The cover artwork of If I Can't Have Love, I Want Power was inspired by artistic depictions of Mary, mother of Jesus. A theatrical film directed by American filmmaker Colin Tilley, titled after the album and featuring its music, screened in select IMAX cinemas around the world on August 25 and 26, 2021, leading up to the album release. If I Can't Have Love, I Want Power is an alternative rock, grunge-pop, pop punk, and rock record with heavy industrial influence, driven by clattering drums, distorted guitars, and a cinematic texture to its music. Its lyrics center on feminist themes, such as addressing patriarchy and institutionalized misogyny.

Music critics reviewed the album positively, most of whom praised its ambitious concept and theatrical production. Two singles were released to promote the album: "I Am Not a Woman, I'm a God" to United States contemporary hit radio on August 31, 2021, followed by "You Asked for This" to U.S. alternative radio on September 7, 2021. Commercially, If I Can't Have Love, I Want Power reached the top 10 in Australia, Austria, Belgium, Canada, the Netherlands, Germany, Ireland, New Zealand, Norway, Scotland, Switzerland, and the United Kingdom. Scoring Halsey's fourth consecutive record to chart inside the top two of the US Billboard 200 and number one on the Top Alternative Albums chart. The album was nominated for Best Alternative Music Album at the 64th Annual Grammy Awards.

Background 
American singer-songwriter Halsey released her third studio album, Manic, on January 17, 2020. It included the successful single, "Without Me" (2018), the second Billboard Hot 100 number-one song of Halsey's career. In 2020, she contributed to the soundtrack for the superhero film Birds of Prey, with a track titled "Experiment on Me", which is a nu-metal song produced by Oliver Sykes and Jordan Fish from the British rock band Bring Me the Horizon, and released collaborative songs with other artists, such as Kelsea Ballerini's "The Other Girl", Juice Wrld's "Life's a Mess", and Machine Gun Kelly's "Forget Me Too". Halsey was slated to embark on her third concert tour, titled Manic World Tour, in 2020, but after postponing and rescheduling many dates due to the fallout of the COVID-19 pandemic, the tour was announced cancelled on January 23, 2021. She also announced her first pregnancy, with American screenwriter Alev Aydin, after suffering several miscarriages due to endometriosis and undergoing a surgery in 2017.
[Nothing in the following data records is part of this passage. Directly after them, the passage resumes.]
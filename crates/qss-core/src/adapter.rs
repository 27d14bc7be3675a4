//! Boundary for hosts that hand over untyped, dynamically shaped buffers.
//!
//! The kernel trusts its inputs; everything a foreign caller can get wrong
//! (dimensions, channel count, element type, axis length and norm) is
//! checked here before any arithmetic runs.

use ndarray::{Array2, Array3, ShapeBuilder};

use crate::consts::{M, N};
use crate::error::{QssError, Result};
use crate::plane::{check_channel_count, check_plane_shape, QuaternionImage};
use crate::sample::Sample;
use crate::saliency::{qdct_saliency, Axis};
use crate::transform::{dct1_array, dct2_array, idct1_array, idct2_array, TransformAxis};

/// Linear memory order of a host buffer.
#[derive(Clone, Copy, Debug, Default, PartialEq, Eq)]
pub enum MemoryOrder {
    /// Last dimension varies fastest.
    #[default]
    RowMajor,
    /// First dimension varies fastest (Fortran / MATLAB order).
    ColumnMajor,
}

/// Typed payload of a host buffer.
#[derive(Clone, Debug, PartialEq)]
pub enum HostData {
    F32(Vec<f32>),
    F64(Vec<f64>),
    U8(Vec<u8>),
    U16(Vec<u16>),
    I32(Vec<i32>),
}

impl HostData {
    pub fn element_type(&self) -> &'static str {
        match self {
            Self::F32(_) => "f32",
            Self::F64(_) => "f64",
            Self::U8(_) => "u8",
            Self::U16(_) => "u16",
            Self::I32(_) => "i32",
        }
    }

    pub fn len(&self) -> usize {
        match self {
            Self::F32(v) => v.len(),
            Self::F64(v) => v.len(),
            Self::U8(v) => v.len(),
            Self::U16(v) => v.len(),
            Self::I32(v) => v.len(),
        }
    }

    pub fn is_empty(&self) -> bool {
        self.len() == 0
    }
}

/// A dense n-dimensional host buffer.
#[derive(Clone, Debug, PartialEq)]
pub struct HostArray {
    pub dims: Vec<usize>,
    pub order: MemoryOrder,
    pub data: HostData,
}

impl HostArray {
    pub fn new(dims: Vec<usize>, order: MemoryOrder, data: HostData) -> Self {
        Self { dims, order, data }
    }

    /// One-dimensional buffer, e.g. an axis.
    pub fn vector(data: HostData) -> Self {
        Self {
            dims: vec![data.len()],
            order: MemoryOrder::RowMajor,
            data,
        }
    }

    /// Product of the dimensions, or `None` when it overflows `usize`.
    fn element_count(&self) -> Option<usize> {
        self.dims
            .iter()
            .try_fold(1usize, |acc, &d| acc.checked_mul(d))
    }

    fn check_length(&self) -> Result<()> {
        match self.element_count() {
            Some(expected) if expected == self.data.len() => Ok(()),
            Some(expected) => Err(QssError::Shape(format!(
                "buffer holds {} elements but dimensions {:?} need {}",
                self.data.len(),
                self.dims,
                expected
            ))),
            None => Err(QssError::Shape(format!(
                "dimensions {:?} overflow the addressable size",
                self.dims
            ))),
        }
    }
}

/// Floating-point result handed back to the host, in the input's precision.
#[derive(Clone, Debug, PartialEq)]
pub enum HostMatrix {
    F32(Array2<f32>),
    F64(Array2<f64>),
}

impl HostMatrix {
    pub fn dim(&self) -> (usize, usize) {
        match self {
            Self::F32(a) => a.dim(),
            Self::F64(a) => a.dim(),
        }
    }

    /// Values widened to `f64`.
    pub fn to_f64(&self) -> Array2<f64> {
        match self {
            Self::F32(a) => a.mapv(f64::from),
            Self::F64(a) => a.clone(),
        }
    }
}

/// Options of the stand-alone transform entry point.
#[derive(Clone, Copy, Debug, PartialEq, Eq)]
pub struct TransformRequest {
    /// Run the type-III inverse instead of the type-II transform.
    pub inverse: bool,
    /// Orthonormal scaling.
    pub normalize: bool,
    /// Transform each 48-sample column only.
    pub one_dimensional: bool,
}

impl Default for TransformRequest {
    fn default() -> Self {
        Self {
            inverse: false,
            normalize: true,
            one_dimensional: false,
        }
    }
}

/// Float element types accepted from a host.
trait HostElement: Sample {
    fn slice(data: &HostData) -> Option<&[Self]>;
}

impl HostElement for f32 {
    fn slice(data: &HostData) -> Option<&[Self]> {
        match data {
            HostData::F32(v) => Some(v),
            _ => None,
        }
    }
}

impl HostElement for f64 {
    fn slice(data: &HostData) -> Option<&[Self]> {
        match data {
            HostData::F64(v) => Some(v),
            _ => None,
        }
    }
}

/// Saliency of a host image of shape `48 x 64 x C`, `C` in {3, 4}.
///
/// `axis`, when given, must hold exactly four values of the image's element
/// type and be a unit pure quaternion; otherwise the default axis is used.
pub fn saliency_host(image: &HostArray, axis: Option<&HostArray>) -> Result<HostMatrix> {
    let (rows, cols, channels) = match image.dims.as_slice() {
        &[rows, cols, channels] => (rows, cols, channels),
        dims => {
            return Err(QssError::Shape(format!(
                "expected a 48 x 64 x 3 or 48 x 64 x 4 image, got dimensions {:?}",
                dims
            )))
        }
    };
    check_plane_shape(rows, cols)?;
    check_channel_count(channels)?;
    image.check_length()?;

    match &image.data {
        HostData::F32(values) => saliency_typed(image, values, axis).map(HostMatrix::F32),
        HostData::F64(values) => saliency_typed(image, values, axis).map(HostMatrix::F64),
        other => Err(unsupported(other)),
    }
}

/// Stand-alone 48x64 transform of a host matrix.
pub fn transform_host(input: &HostArray, request: TransformRequest) -> Result<HostMatrix> {
    match input.dims.as_slice() {
        &[rows, cols] => check_plane_shape(rows, cols)?,
        dims => {
            return Err(QssError::Shape(format!(
                "expected a 48 x 64 matrix, got dimensions {:?}",
                dims
            )))
        }
    }
    input.check_length()?;

    match &input.data {
        HostData::F32(values) => transform_typed(values, input.order, request).map(HostMatrix::F32),
        HostData::F64(values) => transform_typed(values, input.order, request).map(HostMatrix::F64),
        other => Err(unsupported(other)),
    }
}

fn unsupported(data: &HostData) -> QssError {
    QssError::UnsupportedElementType(format!(
        "{} (only f32 and f64 are supported)",
        data.element_type()
    ))
}

fn saliency_typed<T: HostElement>(
    image: &HostArray,
    values: &[T],
    axis: Option<&HostArray>,
) -> Result<Array2<T>> {
    let axis = match axis {
        Some(host_axis) => host_axis_typed::<T>(host_axis, &image.data)?,
        None => Axis::default(),
    };
    let channels = image.dims[2];
    let interleaved = match image.order {
        MemoryOrder::RowMajor => Array3::from_shape_vec((M, N, channels), values.to_vec()),
        MemoryOrder::ColumnMajor => Array3::from_shape_vec((M, N, channels).f(), values.to_vec()),
    }
    .map_err(|e| QssError::Shape(e.to_string()))?;
    let planes = interleaved
        .permuted_axes([2, 0, 1])
        .as_standard_layout()
        .into_owned();
    let image = QuaternionImage::from_planes(planes)?;
    Ok(qdct_saliency(&image, &axis))
}

fn host_axis_typed<T: HostElement>(axis: &HostArray, image_data: &HostData) -> Result<Axis<T>> {
    if axis.data.len() != 4 || axis.element_count() != Some(4) {
        return Err(QssError::InvalidAxisLength(axis.data.len()));
    }
    let components = T::slice(&axis.data).ok_or_else(|| {
        QssError::UnsupportedElementType(format!(
            "axis is {} but image is {}",
            axis.data.element_type(),
            image_data.element_type()
        ))
    })?;
    Axis::from_slice(components)
}

fn transform_typed<T: HostElement>(
    values: &[T],
    order: MemoryOrder,
    request: TransformRequest,
) -> Result<Array2<T>> {
    let plane = match order {
        MemoryOrder::RowMajor => Array2::from_shape_vec((M, N), values.to_vec()),
        MemoryOrder::ColumnMajor => Array2::from_shape_vec((M, N).f(), values.to_vec()),
    }
    .map_err(|e| QssError::Shape(e.to_string()))?
    .as_standard_layout()
    .into_owned();

    let out = match (request.inverse, request.one_dimensional) {
        (false, false) => dct2_array(&plane, request.normalize),
        (true, false) => idct2_array(&plane, request.normalize),
        (false, true) => dct1_array(TransformAxis::Columns, &plane, request.normalize),
        (true, true) => idct1_array(TransformAxis::Columns, &plane, request.normalize),
    };
    Ok(out)
}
On June 28, 2021, numerous billboards went up across major cities of the United States, announcing the fourth studio album by Halsey, titled If I Can't Have Love, I Want Power. The singer confirmed it herself through her social media accounts on the same day. Together with the announcement, she also previewed one of the tracks from the album. It was also revealed that the album was produced by American musician Trent Reznor and English musician Atticus Ross, members of American industrial rock band Nine Inch Nails. In a short teaser video, Halsey hinted at the album's punk rock sound. On July 7, 2021, Halsey unveiled the cover art and announced that If I Can't Have Love, I Want Power would be released on August 27, 2021. Halsey gave birth to her child, Ender Ridley Aydin, on July 14, 2021.

Concept and recording 

Halsey stated If I Can't Have Love, I Want Power is a concept album focusing on the positives and negatives of pregnancy and childbirth. The album was originally built around "mortality and everlasting love and our place/permanence", but the emotional impact of her pregnancy "introduced new themes of control and body horror and autonomy and conceit." Halsey also emphasized that it "feels very cool" to have an album with no guest features again, following her debut studio album, Badlands (2015). She said If I Can't Have Love, I Want Power "had to be entirely from [her] voice". The album was a long-distance project, with Reznor and Ross recording in Los Angeles while Halsey sang all of its songs at a studio in Turks and Caicos Islands. Other remote contributions include drums by American musician Dave Grohl in "Honey" and guitar by American musician Lindsey Buckingham in "Darling". Speaking to Zane Lowe on Apple Music 1, Halsey stated she had been wanting to work with Nine Inch Nails for years, because she "wanted really cinematic sort of, not horror specifically, but kind of just really unsettling production" on one of her projects. In an interview with Lizzy Goodman at Capitol Studios, Halsey stated that she started working on the album in June 2020, and that "Lilith" was the first song written for the record.

Music and lyrics 

If I Can't Have Love, I Want Power is an alternative rock, grunge-pop, pop punk, and rock record, with heavy industrial rock influences and an overarching cinematic mood. It also infuses synth-pop, ambient, noise rock, punk rock, drum n' bass, hip hop, and avant-garde elements in its songs. Critics dubbed the album a departure from the arena-pop sound of Halsey's previous albums. The instrumentation of If I Can't Have Love, I Want Power consists of rattling drums, rough and heavily distorted guitar riffs, tinkling keyboard lines, stark pianos, and drum machines. Feminism is the coalescing theme throughout the album, specifically institutionalized misogyny and patriarchy.

Artwork

The cover artwork of If I Can't Have Love, I Want Power was unveiled through video shot at the Metropolitan Museum of Art in New York City, in which Halsey walked through the exhibits before finally pulling away a cover to reveal the life-size picture of the artwork. The cover artwork was photographed by Lucas Garrido. It depicts an artistic rendering of Halsey as Madonna, a category of icons and works of art depicting Mary, mother of Jesus. The singer is seen seated on a golden throne, wearing a purple dress, holding a baby with a towel, with her left breast exposed. She stated that the artwork portrays "the sentiment of [her] journey over the past few months", and aims to uproot the social stigma around "bodies & breastfeeding".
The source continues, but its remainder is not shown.